▶ _WHAT THE TASK REQUIRES_: Gather each line containing the string "contains" from these entries.

▶ _RECORDS TO USE_:
********
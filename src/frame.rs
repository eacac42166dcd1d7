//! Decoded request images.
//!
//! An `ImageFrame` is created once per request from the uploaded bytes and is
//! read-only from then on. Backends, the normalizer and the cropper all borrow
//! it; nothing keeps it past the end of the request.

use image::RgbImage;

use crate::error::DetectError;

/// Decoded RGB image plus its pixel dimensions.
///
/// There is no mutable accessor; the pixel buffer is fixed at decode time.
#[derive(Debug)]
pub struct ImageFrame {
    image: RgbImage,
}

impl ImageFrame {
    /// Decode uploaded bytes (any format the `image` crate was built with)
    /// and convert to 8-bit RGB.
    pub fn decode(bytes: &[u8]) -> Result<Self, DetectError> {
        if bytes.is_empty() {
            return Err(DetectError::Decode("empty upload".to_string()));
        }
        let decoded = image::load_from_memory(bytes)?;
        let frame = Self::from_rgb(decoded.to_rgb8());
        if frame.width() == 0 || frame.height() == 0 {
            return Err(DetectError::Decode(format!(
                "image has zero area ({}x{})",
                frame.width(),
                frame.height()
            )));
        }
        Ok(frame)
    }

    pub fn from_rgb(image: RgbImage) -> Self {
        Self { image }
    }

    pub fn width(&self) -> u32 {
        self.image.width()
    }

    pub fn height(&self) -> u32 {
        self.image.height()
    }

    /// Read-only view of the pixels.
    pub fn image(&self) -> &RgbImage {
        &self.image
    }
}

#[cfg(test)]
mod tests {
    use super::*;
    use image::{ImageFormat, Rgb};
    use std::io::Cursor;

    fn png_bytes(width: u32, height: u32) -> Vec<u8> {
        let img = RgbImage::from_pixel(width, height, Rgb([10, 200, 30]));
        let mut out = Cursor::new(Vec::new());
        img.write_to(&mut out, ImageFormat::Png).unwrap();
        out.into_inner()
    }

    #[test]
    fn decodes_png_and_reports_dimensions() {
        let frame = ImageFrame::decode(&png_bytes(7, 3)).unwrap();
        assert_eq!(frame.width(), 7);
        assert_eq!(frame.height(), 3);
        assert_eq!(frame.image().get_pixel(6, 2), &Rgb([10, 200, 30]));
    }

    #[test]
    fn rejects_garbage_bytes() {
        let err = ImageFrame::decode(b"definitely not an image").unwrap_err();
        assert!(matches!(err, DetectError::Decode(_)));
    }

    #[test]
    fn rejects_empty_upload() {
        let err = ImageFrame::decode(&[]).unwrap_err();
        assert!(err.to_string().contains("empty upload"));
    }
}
********
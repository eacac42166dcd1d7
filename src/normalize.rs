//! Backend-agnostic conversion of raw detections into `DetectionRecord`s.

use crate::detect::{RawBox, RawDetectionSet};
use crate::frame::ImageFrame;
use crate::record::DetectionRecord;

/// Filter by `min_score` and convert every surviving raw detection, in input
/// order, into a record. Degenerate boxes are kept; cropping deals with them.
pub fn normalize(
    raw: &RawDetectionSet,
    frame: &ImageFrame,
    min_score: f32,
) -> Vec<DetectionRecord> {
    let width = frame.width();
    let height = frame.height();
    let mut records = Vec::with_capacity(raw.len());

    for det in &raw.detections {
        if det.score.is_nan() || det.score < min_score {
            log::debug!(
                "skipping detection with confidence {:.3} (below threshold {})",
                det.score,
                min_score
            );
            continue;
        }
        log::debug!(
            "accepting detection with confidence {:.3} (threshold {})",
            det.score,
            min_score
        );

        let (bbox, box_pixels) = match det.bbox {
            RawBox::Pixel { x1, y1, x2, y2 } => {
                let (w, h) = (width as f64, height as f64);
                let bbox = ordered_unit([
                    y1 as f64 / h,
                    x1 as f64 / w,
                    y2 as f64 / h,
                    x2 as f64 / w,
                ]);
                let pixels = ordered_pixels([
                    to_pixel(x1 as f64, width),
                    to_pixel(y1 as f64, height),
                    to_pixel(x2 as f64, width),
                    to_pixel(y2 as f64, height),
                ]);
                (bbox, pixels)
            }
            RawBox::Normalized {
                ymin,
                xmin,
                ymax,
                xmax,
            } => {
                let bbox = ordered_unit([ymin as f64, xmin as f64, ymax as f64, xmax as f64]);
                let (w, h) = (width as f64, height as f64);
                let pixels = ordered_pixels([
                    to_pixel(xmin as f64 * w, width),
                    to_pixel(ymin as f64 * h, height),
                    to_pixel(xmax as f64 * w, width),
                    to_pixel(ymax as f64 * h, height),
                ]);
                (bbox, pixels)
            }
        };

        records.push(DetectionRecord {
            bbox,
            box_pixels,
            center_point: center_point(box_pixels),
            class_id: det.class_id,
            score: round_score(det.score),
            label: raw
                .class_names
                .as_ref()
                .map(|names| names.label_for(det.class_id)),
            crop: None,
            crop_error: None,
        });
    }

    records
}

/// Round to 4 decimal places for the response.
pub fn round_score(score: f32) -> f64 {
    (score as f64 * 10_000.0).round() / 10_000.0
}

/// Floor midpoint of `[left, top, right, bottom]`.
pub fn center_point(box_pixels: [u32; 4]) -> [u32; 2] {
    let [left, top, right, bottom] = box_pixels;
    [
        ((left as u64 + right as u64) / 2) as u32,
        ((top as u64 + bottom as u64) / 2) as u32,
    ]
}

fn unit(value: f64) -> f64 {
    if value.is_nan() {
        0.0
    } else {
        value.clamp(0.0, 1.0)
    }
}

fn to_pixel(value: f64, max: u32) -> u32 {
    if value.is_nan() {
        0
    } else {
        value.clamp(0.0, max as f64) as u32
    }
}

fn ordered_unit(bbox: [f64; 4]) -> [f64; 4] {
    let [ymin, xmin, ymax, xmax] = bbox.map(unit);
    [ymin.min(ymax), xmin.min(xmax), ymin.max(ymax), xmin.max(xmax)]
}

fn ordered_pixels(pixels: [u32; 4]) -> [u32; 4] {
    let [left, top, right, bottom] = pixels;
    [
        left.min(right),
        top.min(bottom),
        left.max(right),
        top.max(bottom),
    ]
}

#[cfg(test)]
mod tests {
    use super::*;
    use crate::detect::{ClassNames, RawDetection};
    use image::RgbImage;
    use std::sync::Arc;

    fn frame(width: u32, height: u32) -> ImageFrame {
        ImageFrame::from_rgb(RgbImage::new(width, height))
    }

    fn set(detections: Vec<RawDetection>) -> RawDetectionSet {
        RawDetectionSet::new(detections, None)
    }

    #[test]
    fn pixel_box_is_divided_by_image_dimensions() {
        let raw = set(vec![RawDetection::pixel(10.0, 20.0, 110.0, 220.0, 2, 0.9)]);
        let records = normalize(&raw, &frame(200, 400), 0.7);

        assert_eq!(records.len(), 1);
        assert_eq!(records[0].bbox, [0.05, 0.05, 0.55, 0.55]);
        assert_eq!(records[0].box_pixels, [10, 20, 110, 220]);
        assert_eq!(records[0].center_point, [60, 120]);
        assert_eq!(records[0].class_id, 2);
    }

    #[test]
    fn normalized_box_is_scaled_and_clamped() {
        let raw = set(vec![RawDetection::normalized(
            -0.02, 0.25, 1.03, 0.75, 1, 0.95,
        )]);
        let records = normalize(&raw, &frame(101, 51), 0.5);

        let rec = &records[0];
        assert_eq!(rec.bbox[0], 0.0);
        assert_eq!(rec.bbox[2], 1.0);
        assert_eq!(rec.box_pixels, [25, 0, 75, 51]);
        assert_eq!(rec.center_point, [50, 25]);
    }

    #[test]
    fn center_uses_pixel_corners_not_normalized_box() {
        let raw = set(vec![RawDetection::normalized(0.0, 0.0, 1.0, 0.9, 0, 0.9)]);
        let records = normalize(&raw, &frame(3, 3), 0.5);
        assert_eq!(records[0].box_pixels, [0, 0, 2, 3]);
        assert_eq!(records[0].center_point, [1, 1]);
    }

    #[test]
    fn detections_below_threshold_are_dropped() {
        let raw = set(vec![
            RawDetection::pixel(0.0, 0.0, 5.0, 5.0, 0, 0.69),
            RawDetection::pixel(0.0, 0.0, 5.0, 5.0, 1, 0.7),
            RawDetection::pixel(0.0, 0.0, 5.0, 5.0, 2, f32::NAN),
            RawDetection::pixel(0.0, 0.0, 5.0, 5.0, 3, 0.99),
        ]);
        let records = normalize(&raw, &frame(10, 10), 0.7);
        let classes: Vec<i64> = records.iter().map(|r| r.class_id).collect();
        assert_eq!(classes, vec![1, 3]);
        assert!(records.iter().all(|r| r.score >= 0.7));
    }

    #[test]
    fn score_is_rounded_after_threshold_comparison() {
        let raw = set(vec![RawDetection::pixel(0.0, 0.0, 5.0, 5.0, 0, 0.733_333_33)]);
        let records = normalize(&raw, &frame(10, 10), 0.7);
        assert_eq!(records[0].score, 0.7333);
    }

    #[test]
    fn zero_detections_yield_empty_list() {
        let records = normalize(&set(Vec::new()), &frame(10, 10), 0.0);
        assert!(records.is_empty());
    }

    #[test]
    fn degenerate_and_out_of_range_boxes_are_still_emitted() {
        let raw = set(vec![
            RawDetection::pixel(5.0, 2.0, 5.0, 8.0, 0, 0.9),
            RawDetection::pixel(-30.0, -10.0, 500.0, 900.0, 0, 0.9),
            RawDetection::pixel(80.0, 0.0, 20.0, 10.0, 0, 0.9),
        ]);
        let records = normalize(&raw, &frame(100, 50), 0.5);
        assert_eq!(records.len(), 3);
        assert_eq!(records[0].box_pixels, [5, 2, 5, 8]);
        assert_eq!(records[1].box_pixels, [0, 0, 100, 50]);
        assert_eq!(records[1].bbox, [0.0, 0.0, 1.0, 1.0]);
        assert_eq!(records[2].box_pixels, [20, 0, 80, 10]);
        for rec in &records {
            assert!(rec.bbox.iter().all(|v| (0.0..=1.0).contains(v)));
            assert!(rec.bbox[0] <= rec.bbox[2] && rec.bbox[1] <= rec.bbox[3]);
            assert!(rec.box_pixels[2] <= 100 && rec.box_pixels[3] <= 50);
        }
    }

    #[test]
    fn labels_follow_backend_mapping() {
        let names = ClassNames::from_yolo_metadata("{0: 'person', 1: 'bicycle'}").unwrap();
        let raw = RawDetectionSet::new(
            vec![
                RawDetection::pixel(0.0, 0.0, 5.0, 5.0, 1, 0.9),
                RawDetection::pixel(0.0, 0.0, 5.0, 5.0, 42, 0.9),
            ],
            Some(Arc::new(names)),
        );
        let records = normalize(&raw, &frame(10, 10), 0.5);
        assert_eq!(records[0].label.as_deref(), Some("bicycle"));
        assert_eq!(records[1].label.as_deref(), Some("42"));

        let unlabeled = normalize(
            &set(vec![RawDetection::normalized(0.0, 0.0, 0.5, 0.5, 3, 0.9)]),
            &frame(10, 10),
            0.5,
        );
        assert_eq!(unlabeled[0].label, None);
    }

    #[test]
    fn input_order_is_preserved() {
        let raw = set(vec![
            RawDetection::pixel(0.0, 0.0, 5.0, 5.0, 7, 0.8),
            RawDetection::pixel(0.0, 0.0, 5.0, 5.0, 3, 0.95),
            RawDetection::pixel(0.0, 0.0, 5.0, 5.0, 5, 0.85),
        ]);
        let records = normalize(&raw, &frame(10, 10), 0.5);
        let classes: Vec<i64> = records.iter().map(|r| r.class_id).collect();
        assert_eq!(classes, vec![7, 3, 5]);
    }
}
********
▶ _EXPECTED OUTPUT_:
        assert!(err.to_string().contains("empty upload"));
            assert!(rec.bbox.iter().all(|v| (0.0..=1.0).contains(v)));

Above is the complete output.